Advanced tools of ‘multi-omics’ technology allow researchers to identify species in the human gut and analyze the bacterial genes and protein products that affect our brain health. Recently, NIH-funded research conducted at the Wisconsin Alzheimer’s Disease Research Center examined the microbiomes of people with Alzheimer’s disease. The team, led by Barbara Bendlin, PhD, and Frederico Rey, PhD, collected stool samples from participants and used genetic sequencing technology to identify the bacterial species present, and assess the microbial richness and diversity.
They found that people living with Alzheimer’s disease have a unique, and less diverse, community of gut microorganisms than their healthy counterparts. Specifically, the microbiomes of people with Alzheimer’s disease showed specific increases and decreases in common gut bacteria, especially decreases in Bifidobacterium, an important inhabitant of the healthy human gut. They also linked the abnormal levels of these microbe families to the amount of Alzheimer’s disease proteins in the participants’ spinal fluid.

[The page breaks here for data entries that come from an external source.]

//! Axum HTTP server for the health and metrics endpoints

use std::sync::atomic::AtomicBool;
use std::sync::Arc;

use axum::{routing::get, Router};
use tower_http::trace::TraceLayer;
use tracing::info;

use crate::controller::ControllerState;
use crate::{Error, Result};

use super::handlers;

/// Routes served by the health server
pub fn router(ready: Arc<AtomicBool>) -> Router {
    let router = Router::new()
        .route("/healthz", get(handlers::healthz))
        .route("/readyz", get(handlers::readyz));

    #[cfg(feature = "metrics")]
    let router = router.route("/metrics", get(handlers::metrics));

    router.layer(TraceLayer::new_for_http()).with_state(ready)
}

/// Run the health server until the controller token is cancelled
pub async fn run_server(state: Arc<ControllerState>) -> Result<()> {
    let addr = state.config.health_addr;
    let app = router(state.ready.clone());

    info!("Health server listening on {}", addr);
    let listener = tokio::net::TcpListener::bind(addr)
        .await
        .map_err(|e| Error::ConfigError(format!("Failed to bind to {}: {}", addr, e)))?;

    let token = state.token.clone();
    axum::serve(listener, app)
        .with_graceful_shutdown(async move { token.cancelled().await })
        .await
        .map_err(|e| Error::ConfigError(format!("Server error: {}", e)))?;

    Ok(())
}
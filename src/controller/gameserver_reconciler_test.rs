#[cfg(test)]
mod tests {
    use std::sync::atomic::Ordering;

    use crate::controller::gameserver_reconciler::{
        readiness_decision, GameServerReconciler, ReadinessDecision,
    };
    use crate::controller::recorder::{EVENT_TYPE_WARNING, REASON_FAILED};
    use crate::controller::retry::Backoff;
    use crate::controller::test_support::{game_server, recorder, FakeStore, RecordingSink};
    use crate::crd::GameServerState;
    use crate::error::{Error, ValidationError};
    use crate::gameserver::{has_annotation, OCTOPS_ANNOTATION_INGRESS_READY};

    fn with_marker(value: Option<&str>) -> crate::crd::GameServer {
        match value {
            Some(v) => game_server("game-1", GameServerState::Ready, &[(OCTOPS_ANNOTATION_INGRESS_READY, v)]),
            None => game_server("game-1", GameServerState::Ready, &[]),
        }
    }

    #[test]
    fn test_readiness_decision_table() {
        assert_eq!(readiness_decision(&with_marker(None)), ReadinessDecision::Reconcile);
        assert_eq!(readiness_decision(&with_marker(Some(""))), ReadinessDecision::Reconcile);
        assert_eq!(readiness_decision(&with_marker(Some("false"))), ReadinessDecision::Reconcile);
        assert_eq!(readiness_decision(&with_marker(Some("true"))), ReadinessDecision::AlreadyReady);
        assert_eq!(readiness_decision(&with_marker(Some("True"))), ReadinessDecision::AlreadyReady);
        assert!(matches!(
            readiness_decision(&with_marker(Some("yes"))),
            ReadinessDecision::Malformed(ValidationError::InvalidBool { .. })
        ));
    }

    #[tokio::test]
    async fn test_false_marker_is_flipped() {
        let store = FakeStore::new();
        let sink = RecordingSink::new();
        let gs = with_marker(Some("false"));
        store.insert_game_server(&gs);

        let reconciler = GameServerReconciler::new(store.clone(), recorder(&sink), Backoff::default());
        let updated = reconciler.reconcile(&gs).await.unwrap();

        assert_eq!(has_annotation(&updated, OCTOPS_ANNOTATION_INGRESS_READY), Some("true"));
        assert_eq!(store.game_server_updates.load(Ordering::SeqCst), 1);
    }

    #[tokio::test]
    async fn test_ready_marker_is_left_alone() {
        let store = FakeStore::new();
        let sink = RecordingSink::new();
        let gs = with_marker(Some("true"));
        store.insert_game_server(&gs);

        let reconciler = GameServerReconciler::new(store.clone(), recorder(&sink), Backoff::default());
        let unchanged = reconciler.reconcile(&gs).await.unwrap();

        assert_eq!(unchanged.metadata.resource_version, gs.metadata.resource_version);
        assert_eq!(store.writes(), 0);
        assert!(sink.events().is_empty());
    }

    #[tokio::test]
    async fn test_marker_set_by_another_writer_records_nothing() {
        let store = FakeStore::new();
        let sink = RecordingSink::new();
        store.insert_game_server(&with_marker(Some("true")));
        // the informer copy predates the other writer's flip
        let stale = with_marker(None);

        let reconciler = GameServerReconciler::new(store.clone(), recorder(&sink), Backoff::default());
        let current = reconciler.reconcile(&stale).await.unwrap();

        assert_eq!(has_annotation(&current, OCTOPS_ANNOTATION_INGRESS_READY), Some("true"));
        assert_eq!(store.writes(), 0);
        assert!(sink.events().is_empty());
    }

    #[tokio::test]
    async fn test_malformed_marker_is_overwritten_and_reported() {
        let store = FakeStore::new();
        let sink = RecordingSink::new();
        let gs = with_marker(Some("yes"));
        store.insert_game_server(&gs);

        let reconciler = GameServerReconciler::new(store.clone(), recorder(&sink), Backoff::default());
        let err = reconciler.reconcile(&gs).await.unwrap_err();

        assert!(err.is_validation());
        let stored = store.game_server("game-1").unwrap();
        assert_eq!(has_annotation(&stored, OCTOPS_ANNOTATION_INGRESS_READY), Some("true"));

        let warning = &sink.events()[0];
        assert_eq!(warning.event_type, EVENT_TYPE_WARNING);
        assert_eq!(warning.reason, REASON_FAILED);
    }

    #[tokio::test(start_paused = true)]
    async fn test_conflicts_are_retried() {
        let store = FakeStore::new();
        store.conflicts.store(2, Ordering::SeqCst);
        let sink = RecordingSink::new();
        let gs = with_marker(None);
        store.insert_game_server(&gs);

        let reconciler = GameServerReconciler::new(store.clone(), recorder(&sink), Backoff::default());
        let updated = reconciler.reconcile(&gs).await.unwrap();

        assert_eq!(has_annotation(&updated, OCTOPS_ANNOTATION_INGRESS_READY), Some("true"));
        assert_eq!(store.game_server_updates.load(Ordering::SeqCst), 1);
        // two conflicting writers bumped the version before ours landed
        assert_eq!(updated.metadata.resource_version.as_deref(), Some("4"));
    }

    #[tokio::test(start_paused = true)]
    async fn test_conflict_budget_exhaustion() {
        let store = FakeStore::new();
        store.conflicts.store(10, Ordering::SeqCst);
        let sink = RecordingSink::new();
        let gs = with_marker(None);
        store.insert_game_server(&gs);

        let reconciler =
            GameServerReconciler::new(store.clone(), recorder(&sink), Backoff::with_steps(3));
        let err = reconciler.reconcile(&gs).await.unwrap_err();

        assert!(matches!(err, Error::RetryExhausted { attempts: 3, .. }));
        assert!(err.is_retriable());
        assert_eq!(store.game_server_updates.load(Ordering::SeqCst), 0);
        assert_eq!(store.conflicts.load(Ordering::SeqCst), 7);
    }
}
//! Controller module for GameServer ingress reconciliation
//! This module contains the watch dispatcher, the per-kind reconcilers and
//! the builders for the Service and Ingress that expose a GameServer.

pub mod gameserver_reconciler;
pub mod handler;
pub mod ingress_options;
pub mod ingress_reconciler;
#[cfg(feature = "metrics")]
pub mod metrics;
pub mod options;
mod reconciler;
#[cfg(test)]
mod reconciler_test;
pub mod recorder;
pub mod resources;
pub mod retry;
pub mod service_options;
pub mod service_reconciler;
pub mod store;
#[cfg(test)]
mod gameserver_reconciler_test;
#[cfg(test)]
pub(crate) mod test_support;

use std::fmt;

pub use gameserver_reconciler::{readiness_decision, GameServerReconciler, ReadinessDecision};
pub use handler::{skip_reason, EventHandler, GameServerEventHandler, SharedHandler, SkipReason};
pub use ingress_reconciler::IngressReconciler;
pub use reconciler::{run_controller, ControllerState, Dispatcher};
pub use recorder::{EventRecorder, EventSink, KubeEventSink};
pub use resources::{build_ingress, build_service};
pub use retry::{calculate_backoff, retry_on_conflict, Backoff};
pub use service_reconciler::ServiceReconciler;
pub use store::{GameServerStore, IngressStore, KubeStore, ServiceStore};

/// Kind of object a reconcile step works on
#[derive(Clone, Copy, Debug, PartialEq, Eq, Hash)]
pub enum ResourceKind {
    Service,
    Ingress,
    GameServer,
}

impl ResourceKind {
    pub fn as_str(&self) -> &'static str {
        match self {
            ResourceKind::Service => "Service",
            ResourceKind::Ingress => "Ingress",
            ResourceKind::GameServer => "GameServer",
        }
    }
}

impl fmt::Display for ResourceKind {
    fn fmt(&self, f: &mut fmt::Formatter<'_>) -> fmt::Result {
        f.write_str(self.as_str())
    }
}
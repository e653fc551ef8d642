//! Logging and tracing setup
//!
//! Logs go to stdout as text or JSON. When `OTEL_EXPORTER_OTLP_ENDPOINT` is
//! set, spans are also exported over OTLP/gRPC with W3C trace context
//! propagation.

use opentelemetry::{global, KeyValue};
use opentelemetry_otlp::WithExportConfig;
use opentelemetry_sdk::propagation::TraceContextPropagator;
use opentelemetry_sdk::{runtime, trace, Resource};
use thiserror::Error;
use tracing::Level;
use tracing_subscriber::layer::SubscriberExt;
use tracing_subscriber::util::SubscriberInitExt;
use tracing_subscriber::{fmt, EnvFilter};

use crate::config::LogFormat;

#[derive(Debug, Error)]
pub enum TelemetryError {
    #[error("failed to initialize tracer: {0}")]
    TracerInit(String),

    #[error("failed to initialize tracing subscriber: {0}")]
    SubscriberInit(String),
}

#[derive(Debug, Clone)]
pub struct TelemetryConfig {
    pub service_name: String,
    pub log_format: LogFormat,
    /// OTLP collector, e.g. `http://otel-collector:4317`
    pub otlp_endpoint: Option<String>,
}

impl TelemetryConfig {
    pub fn new(log_format: LogFormat) -> Self {
        Self {
            service_name: "gameserver-ingress-controller".to_string(),
            log_format,
            otlp_endpoint: std::env::var("OTEL_EXPORTER_OTLP_ENDPOINT").ok(),
        }
    }
}

/// Install the global subscriber
pub fn init_telemetry(config: &TelemetryConfig) -> Result<(), TelemetryError> {
    let otel_layer = match &config.otlp_endpoint {
        Some(endpoint) => {
            global::set_text_map_propagator(TraceContextPropagator::new());
            let tracer = opentelemetry_otlp::new_pipeline()
                .tracing()
                .with_exporter(
                    opentelemetry_otlp::new_exporter()
                        .tonic()
                        .with_endpoint(endpoint.clone()),
                )
                .with_trace_config(trace::config().with_resource(build_resource(&config.service_name)))
                .install_batch(runtime::Tokio)
                .map_err(|e| TelemetryError::TracerInit(e.to_string()))?;
            Some(tracing_opentelemetry::layer().with_tracer(tracer))
        }
        None => None,
    };

    let env_filter = EnvFilter::builder()
        .with_default_directive(Level::INFO.into())
        .from_env_lossy();

    let (json_layer, text_layer) = match config.log_format {
        LogFormat::Json => (
            Some(
                fmt::layer()
                    .json()
                    .with_current_span(true)
                    .with_span_list(false)
                    .with_target(true),
            ),
            None,
        ),
        LogFormat::Text => (None, Some(fmt::layer().with_target(true))),
    };

    tracing_subscriber::registry()
        .with(env_filter)
        .with(json_layer)
        .with(text_layer)
        .with(otel_layer)
        .try_init()
        .map_err(|e| TelemetryError::SubscriberInit(e.to_string()))?;

    if config.otlp_endpoint.is_some() {
        tracing::info!("OpenTelemetry tracing initialized");
    } else {
        tracing::info!("OpenTelemetry tracing disabled (OTEL_EXPORTER_OTLP_ENDPOINT not set)");
    }
    Ok(())
}

/// Flush pending spans
pub fn shutdown_telemetry() {
    global::shutdown_tracer_provider();
}

fn build_resource(service_name: &str) -> Resource {
    let mut attributes = vec![
        KeyValue::new("service.name", service_name.to_string()),
        KeyValue::new("service.version", env!("CARGO_PKG_VERSION")),
    ];

    // Set through the downward API in the Deployment
    if let Ok(pod_name) = std::env::var("POD_NAME") {
        attributes.push(KeyValue::new("k8s.pod.name", pod_name));
    }
    if let Ok(namespace) = std::env::var("POD_NAMESPACE") {
        attributes.push(KeyValue::new("k8s.namespace.name", namespace));
    }

    Resource::new(attributes)
}
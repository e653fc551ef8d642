//! Readiness marker reconciliation
//!
//! Once a GameServer's Service and Ingress exist, the controller annotates the
//! GameServer with `octops.io/ingress-ready: "true"`. The flip is a
//! read-modify-write against the API server guarded by the resourceVersion, so
//! concurrent status updates from Agones are never overwritten.

use std::sync::Arc;

use kube::ResourceExt;
use tracing::{debug, info, instrument, warn};

use crate::controller::recorder::{EventRecorder, REASON_FAILED};
use crate::controller::retry::{retry_on_conflict, Backoff};
use crate::controller::store::GameServerStore;
use crate::crd::GameServer;
use crate::error::{Error, Result, ValidationError};
use crate::gameserver::{
    self, OCTOPS_ANNOTATION_INGRESS_CLASS_NAME, OCTOPS_ANNOTATION_INGRESS_CLASS_NAME_LEGACY,
    OCTOPS_ANNOTATION_INGRESS_READY,
};

/// What to do with the readiness marker of a GameServer
#[derive(Clone, Debug, PartialEq, Eq)]
pub enum ReadinessDecision {
    /// Marker absent, empty or false
    Reconcile,
    /// Marker already true, nothing to write
    AlreadyReady,
    /// Marker holds something that is not a boolean; it gets overwritten
    /// and the problem is reported
    Malformed(ValidationError),
}

pub fn readiness_decision(gs: &GameServer) -> ReadinessDecision {
    match gameserver::has_annotation(gs, OCTOPS_ANNOTATION_INGRESS_READY) {
        None | Some("") => ReadinessDecision::Reconcile,
        Some(value) => match gameserver::parse_bool(value) {
            Some(true) => ReadinessDecision::AlreadyReady,
            Some(false) => ReadinessDecision::Reconcile,
            None => ReadinessDecision::Malformed(ValidationError::InvalidBool {
                annotation: OCTOPS_ANNOTATION_INGRESS_READY.to_string(),
                name: gs.name_any(),
            }),
        },
    }
}

fn is_ready(gs: &GameServer) -> bool {
    readiness_decision(gs) == ReadinessDecision::AlreadyReady
}

pub struct GameServerReconciler {
    store: Arc<dyn GameServerStore>,
    recorder: EventRecorder,
    backoff: Backoff,
}

impl GameServerReconciler {
    pub fn new(store: Arc<dyn GameServerStore>, recorder: EventRecorder, backoff: Backoff) -> Self {
        Self {
            store,
            recorder,
            backoff,
        }
    }

    /// Flip the readiness marker to `"true"`.
    ///
    /// Returns the GameServer as last written, or `gs` itself when the marker
    /// was already set. A malformed marker is still flipped, then reported as
    /// a validation error.
    #[instrument(skip(self, gs), fields(name = %gs.name_any(), namespace = gs.namespace()))]
    pub async fn reconcile(&self, gs: &GameServer) -> Result<GameServer> {
        match readiness_decision(gs) {
            ReadinessDecision::AlreadyReady => {
                debug!("{} already annotated as ingress ready", gameserver::namespaced(gs));
                Ok(gs.clone())
            }
            ReadinessDecision::Reconcile => self.mark_ready(gs).await,
            ReadinessDecision::Malformed(err) => {
                warn!("{}, overwriting it", err);
                self.recorder
                    .record_warning(gs, REASON_FAILED, &err.to_string())
                    .await;
                self.mark_ready(gs).await?;
                Err(err.into())
            }
        }
    }

    async fn mark_ready(&self, gs: &GameServer) -> Result<GameServer> {
        let name = gs.name_any();
        let namespace = gs.namespace().unwrap_or_default();
        let (store, name_ref, namespace_ref) = (&self.store, &name, &namespace);

        let (result, written) = retry_on_conflict(self.backoff, move || async move {
            let mut current = store.get_game_server(name_ref, namespace_ref).await?;
            if is_ready(&current) {
                return Ok((current, false));
            }

            current
                .annotations_mut()
                .insert(OCTOPS_ANNOTATION_INGRESS_READY.to_string(), "true".to_string());
            let updated = store.update_game_server(&current).await?;
            Ok::<_, Error>((updated, true))
        })
        .await?;

        if !written {
            debug!("GameServer {}/{} marked ingress ready by another writer", namespace, name);
            return Ok(result);
        }

        info!("GameServer {}/{} annotated as ingress ready", namespace, name);
        #[cfg(feature = "metrics")]
        crate::controller::metrics::inc_gameserver_ready();

        self.recorder
            .record_event(
                &result,
                &format!("GameServer annotated with {OCTOPS_ANNOTATION_INGRESS_READY}"),
            )
            .await;
        self.record_deprecated_annotations(&result).await;

        Ok(result)
    }

    async fn record_deprecated_annotations(&self, gs: &GameServer) {
        if gameserver::has_annotation(gs, OCTOPS_ANNOTATION_INGRESS_CLASS_NAME_LEGACY).is_none() {
            return;
        }

        let message = format!(
            "Annotation {OCTOPS_ANNOTATION_INGRESS_CLASS_NAME_LEGACY} deprecated in favor of {OCTOPS_ANNOTATION_INGRESS_CLASS_NAME}, future versions won't support this annotation"
        );
        warn!("{}", message.to_lowercase());
        self.recorder.record_event(gs, &message).await;
    }
}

The authors suggest that the unique microbiome of people with Alzheimer’s disease could be contributing to the progression of their disease, through the gut-brain axis. Such findings in human and mouse models point to the tantalizing prospect that restoring healthy gut bacterial composition could prevent or slow the development of Alzheimer’s in at-risk populations.
The microbiome field is optimistic about this therapeutic approach. “We know that diet can profoundly affect the microbiome,” says Dr. Depaolo, whose UW lab studies the influence of the microbiome on health and many diseases.“We know that bacterial cells are more sensitive to drugs than human cells, so we can target them without hitting human cells. So, there is a lot of excitement here in using multi-omics technology to identify microorganisms that we could promote in specific people or find strategies to manipulate the microbiome.”
But, as with all quests to create precise, targeted therapeutics for Alzheimer’s disease, it all comes down to genetics.
It’s in the Genes
The composition of every person’s microbiome is unique as a fingerprint, shaped by early life, diet, and environmental exposures over time. But it is our genetic background that influences how bacteria actually function in the human gut. What’s more, bacteria themselves express different genes and make proteins that may predispose certain individuals to gut inflammation or other conditions.
In one striking example, recent NIH-funded research conducted by researchers in the NeuroGenetics Research Consortium suggested that Corynebacterium helps cause Parkinson’s disease, but only in people with a specific genotype.